//! Paddock - championship data analysis
//!
//! This library ingests the seven delimited sources of a motorsport
//! championship (circuits, races, drivers, teams, standings, results)
//! into an immutable in-memory graph and answers analytical queries
//! over it:
//! - Top-5 driver and team rankings with descriptive statistics over a
//!   year range
//! - Recency-weighted performance forecasts, optionally per circuit
//! - The Pearson correlation between grid and finishing position
//!
//! # Example
//!
//! ```no_run
//! use paddock::analysis::stats::top_drivers;
//! use paddock::data::Championship;
//!
//! let data = Championship::load_dir("Database").expect("dataset");
//! for entry in top_drivers(&data, 2010, 2020) {
//!     println!("{}: {:.2}", entry.driver.full_name, entry.summary.mean);
//! }
//! ```

pub mod analysis;
pub mod data;
pub mod error;
pub mod models;
pub mod report;

// Re-export commonly used types
pub use analysis::{Forecast, GridImpact, Strength};
pub use data::{Championship, Sources};
pub use error::DataError;
pub use models::{Circuit, Driver, EntityId, Race, ResultRecord, Standing, Team};
//! The animation engine.
//!
//! An animation pulls one [`Frame`] per tick from a [`FrameSource`], applies every
//! zone of it through the shared [`HardwareSink`] and then waits for the source's
//! delay, until it is stopped or the source runs dry.
//!
//! Every animation gets its own [`CancellationToken`], derived from the engine's
//! current stop token. [`AnimationEngine::stop`] cancels all animations started
//! before the call; [`AnimationHandle::stop`] only the one it belongs to.
//!
//! The engine does not refuse a second animation while one is running. Both then
//! write to the same zones in turn. Callers are expected to keep at most one
//! animation active (the HTTP API stops the previous one before starting another).

use std::sync::atomic::AtomicUsize;
use std::sync::atomic::Ordering;
use std::sync::Arc;
use std::sync::PoisonError;

use tokio::sync::Mutex;
use tokio_util::sync::CancellationToken;

use crate::frame::Frame;
use crate::sink::HardwareSink;
use crate::sink::ZoneError;
use crate::source::ArraySource;
use crate::source::Delay;
use crate::source::FrameSource;
use crate::source::FunctionSource;
use crate::source::GeneratorSource;
use crate::source::ProducerError;
use crate::source::Sequence;
use crate::source::Tick;

#[derive(Debug, thiserror::Error)]
pub enum AnimationError {
    #[error("Producing the frame for tick {tick} failed")]
    Produce {
        tick: Tick,
        #[source]
        source: ProducerError,
    },

    #[error("Applying the frame for tick {tick} failed")]
    Apply {
        tick: Tick,
        #[source]
        source: ZoneError,
    },

    #[error("Animation task did not finish")]
    Join(#[source] tokio::task::JoinError),
}

#[derive(Debug, Clone, Copy, PartialEq, Eq)]
pub enum AnimationEnd {
    /// A stop was requested
    Stopped,

    /// The source had no more frames
    Exhausted,
}

#[derive(Debug, Clone, Copy, PartialEq, Eq)]
pub struct AnimationReport {
    pub end: AnimationEnd,
    pub frames_applied: u64,
}

/// Stops every animation of an engine that was started before [`StopHandle::stop`].
#[derive(Debug, Clone, Default)]
pub struct StopHandle {
    current: Arc<std::sync::Mutex<CancellationToken>>,
}

impl StopHandle {
    /// Idempotent. Animations started afterwards are not affected.
    pub fn stop(&self) {
        let mut current = self.current.lock().unwrap_or_else(PoisonError::into_inner);
        current.cancel();
        *current = CancellationToken::new();
    }

    fn animation_token(&self) -> CancellationToken {
        self.current
            .lock()
            .unwrap_or_else(PoisonError::into_inner)
            .child_token()
    }
}

/// Decrements the running counter on every way out of the loop.
struct RunningGuard(Arc<AtomicUsize>);

impl RunningGuard {
    fn new(running: &Arc<AtomicUsize>) -> Self {
        running.fetch_add(1, Ordering::SeqCst);
        Self(running.clone())
    }
}

impl Drop for RunningGuard {
    fn drop(&mut self) {
        self.0.fetch_sub(1, Ordering::SeqCst);
    }
}

pub struct AnimationEngine<S> {
    sink: Arc<Mutex<S>>,
    stop: StopHandle,
    running: Arc<AtomicUsize>,
}

impl<S> AnimationEngine<S>
where
    S: HardwareSink + 'static,
{
    pub fn new(sink: S) -> Self {
        Self {
            sink: Arc::new(Mutex::new(sink)),
            stop: StopHandle::default(),
            running: Arc::new(AtomicUsize::new(0)),
        }
    }

    pub fn is_running(&self) -> bool {
        self.running.load(Ordering::SeqCst) > 0
    }

    pub fn stop(&self) {
        tracing::debug!(running = self.is_running(), "Stopping animations");
        self.stop.stop();
    }

    pub fn stop_handle(&self) -> StopHandle {
        self.stop.clone()
    }

    /// Apply a single frame, outside of any animation
    pub async fn apply(&self, frame: &Frame) -> Result<(), ZoneError> {
        self.sink.lock().await.apply_frame(frame).await
    }

    pub async fn exec_function(
        &self,
        source: FunctionSource,
    ) -> Result<AnimationReport, AnimationError> {
        self.exec(source).await
    }

    pub async fn exec_array(&self, source: ArraySource) -> Result<AnimationReport, AnimationError> {
        self.exec(source).await
    }

    pub async fn exec_generator(
        &self,
        source: GeneratorSource,
    ) -> Result<AnimationReport, AnimationError> {
        self.exec(source).await
    }

    /// Run whichever source `sequence` holds
    pub async fn exec_sequence(
        &self,
        sequence: Sequence,
    ) -> Result<AnimationReport, AnimationError> {
        match sequence {
            Sequence::Function(source) => self.exec_function(source).await,
            Sequence::Array(source) => self.exec_array(source).await,
            Sequence::Generator(source) => self.exec_generator(source).await,
        }
    }

    /// Run `source` until it is stopped or exhausted
    async fn exec<Src>(&self, source: Src) -> Result<AnimationReport, AnimationError>
    where
        Src: FrameSource,
    {
        let task = AnimationTask::new(self, source);
        task.run().await
    }

    /// Run `source` on its own task
    pub fn spawn<Src>(&self, source: Src) -> AnimationHandle
    where
        Src: FrameSource + 'static,
    {
        let task = AnimationTask::new(self, source);
        let token = task.token.clone();
        let join = tokio::task::spawn(task.run());
        AnimationHandle { token, join }
    }
}

struct AnimationTask<S, Src> {
    sink: Arc<Mutex<S>>,
    source: Src,
    token: CancellationToken,
    _running: RunningGuard,
}

impl<S, Src> AnimationTask<S, Src>
where
    S: HardwareSink,
    Src: FrameSource,
{
    fn new(engine: &AnimationEngine<S>, source: Src) -> Self {
        Self {
            sink: engine.sink.clone(),
            source,
            token: engine.stop.animation_token(),
            _running: RunningGuard::new(&engine.running),
        }
    }

    async fn run(mut self) -> Result<AnimationReport, AnimationError> {
        let kind = self.source.kind();
        let delay = self.source.delay();
        tracing::info!(%kind, ?delay, "Starting animation");

        let mut tick: Tick = 0;
        let mut frames_applied = 0;

        let end = loop {
            if self.token.is_cancelled() {
                break AnimationEnd::Stopped;
            }

            let frame = self
                .source
                .produce(tick)
                .map_err(|source| AnimationError::Produce { tick, source })?;

            let Some(frame) = frame else {
                break AnimationEnd::Exhausted;
            };

            self.sink
                .lock()
                .await
                .apply_frame(&frame)
                .await
                .map_err(|source| AnimationError::Apply { tick, source })?;
            frames_applied += 1;
            tracing::trace!(tick, zones = frame.len(), "Applied frame");

            if !wait(&self.token, delay).await {
                break AnimationEnd::Stopped;
            }

            tick += 1;
        };

        tracing::info!(%kind, ?end, frames_applied, "Animation ended");
        Ok(AnimationReport {
            end,
            frames_applied,
        })
    }
}

/// Sleep for `delay`, returns `false` if cancelled meanwhile.
///
/// A zero delay still yields, so a busy animation does not starve the runtime.
async fn wait(token: &CancellationToken, delay: Delay) -> bool {
    if delay.is_zero() {
        token
            .run_until_cancelled(tokio::task::yield_now())
            .await
            .is_some()
    } else {
        token
            .run_until_cancelled(tokio::time::sleep(delay.as_duration()))
            .await
            .is_some()
    }
}

/// A spawned animation.
#[derive(Debug)]
pub struct AnimationHandle {
    token: CancellationToken,
    join: tokio::task::JoinHandle<Result<AnimationReport, AnimationError>>,
}

impl AnimationHandle {
    pub fn stop(&self) {
        self.token.cancel();
    }

    #[cfg(test)]
    pub fn is_finished(&self) -> bool {
        self.join.is_finished()
    }

    pub async fn join(self) -> Result<AnimationReport, AnimationError> {
        self.join.await.map_err(AnimationError::Join)?
    }

    /// Stop and wait for the loop to leave
    pub async fn shutdown(self) -> Result<AnimationReport, AnimationError> {
        self.stop();
        self.join().await
    }
}
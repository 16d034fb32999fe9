use std::io::IsTerminal;

use tracing_subscriber::layer::SubscriberExt;
use tracing_subscriber::Layer;

#[derive(Debug, thiserror::Error)]
#[error("Setting up the logger failed")]
pub struct LoggingError(#[source] tracing::subscriber::SetGlobalDefaultError);

pub fn setup<Level>(verbosity: clap_verbosity_flag::Verbosity<Level>) -> Result<(), LoggingError>
where
    Level: clap_verbosity_flag::LogLevel,
{
    let mut env_filter = tracing_subscriber::EnvFilter::from_default_env();

    if let Some(level_filter) = verbosity
        .is_present()
        .then(|| verbosity.tracing_level_filter())
    {
        let directive = tracing_subscriber::filter::Directive::from(level_filter);
        env_filter = env_filter.add_directive(directive);
    }

    // journald does not render escape codes
    let ansi = std::io::stderr().is_terminal();

    let subscriber = tracing_subscriber::registry::Registry::default().with(
        tracing_subscriber::fmt::layer()
            .with_writer(std::io::stderr)
            .with_ansi(ansi)
            .with_filter(env_filter),
    );

    tracing::subscriber::set_global_default(subscriber).map_err(LoggingError)
}
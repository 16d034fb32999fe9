//! Built-in animations, one per source kind.

pub mod cycle;
pub mod rainbow;
pub mod wave;

use crate::frame::ZoneId;
use crate::manager::Manager;
use crate::source::Delay;
use crate::source::Sequence;
use crate::store::KEYBOARD_ZONES;

use self::cycle::CycleError;

pub fn keyboard_zones() -> Vec<ZoneId> {
    KEYBOARD_ZONES.iter().copied().map(ZoneId::from).collect()
}

#[derive(Debug, Clone, Copy, PartialEq, Eq, clap::ValueEnum, serde::Deserialize)]
#[serde(rename_all = "snake_case")]
pub enum Program {
    /// Hue rotation computed from the tick
    Rainbow,

    /// Endless sine wave
    Wave,

    /// Step through stored configs
    Cycle,
}

impl Program {
    /// Build the frame source for this program.
    ///
    /// `configs` is only read by [`Program::Cycle`].
    pub async fn sequence(
        self,
        manager: &mut Manager,
        configs: &[String],
        delay: Delay,
    ) -> Result<Sequence, CycleError> {
        let sequence = match self {
            Program::Rainbow => Sequence::from(rainbow::source(keyboard_zones(), delay)),
            Program::Wave => Sequence::from(wave::source(keyboard_zones(), delay)),
            Program::Cycle => Sequence::from(cycle::source(manager, configs, delay).await?),
        };
        Ok(sequence)
    }
}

+ + + + +

▶ **PROBLEM TO WORK ON**
Take the first line of the material above as the start and the line that contains "An animation pulls" as the end. Output only that span, every line exactly as it stands.

▶ **RESPONSE FOR THIS EXERCISE**
//! Paddock - championship data analysis
//!
//! This library ingests the seven delimited sources of a motorsport
//! championship (circuits, races, drivers, teams, standings, results)
//! into an immutable in-memory graph and answers analytical queries
//! over it:
//! - Top-5 driver and team rankings with descriptive statistics over a
//!   year range
//! - Recency-weighted performance forecasts, optionally per circuit
//! - The Pearson correlation between grid and finishing position
//!
//! # Example
//!
//! ```no_run
//! use paddock::analysis::stats::top_drivers;
//! use paddock::data::Championship;
//!
//! let data = Championship::load_dir("Database").expect("dataset");
//! for entry in top_drivers(&data, 2010, 2020) {
//!     println!("{}: {:.2}", entry.driver.full_name, entry.summary.mean);
//! }
//! ```

pub mod analysis;
pub mod data;
pub mod error;
pub mod models;
pub mod report;

// Re-export commonly used types
pub use analysis::{Forecast, GridImpact, Strength};
pub use data::{Championship, Sources};
pub use error::DataError;
pub use models::{Circuit, Driver, EntityId, Race, ResultRecord, Standing, Team};
//! The animation engine.
//!
//! An animation pulls one [`Frame`] per tick from a [`FrameSource`], applies every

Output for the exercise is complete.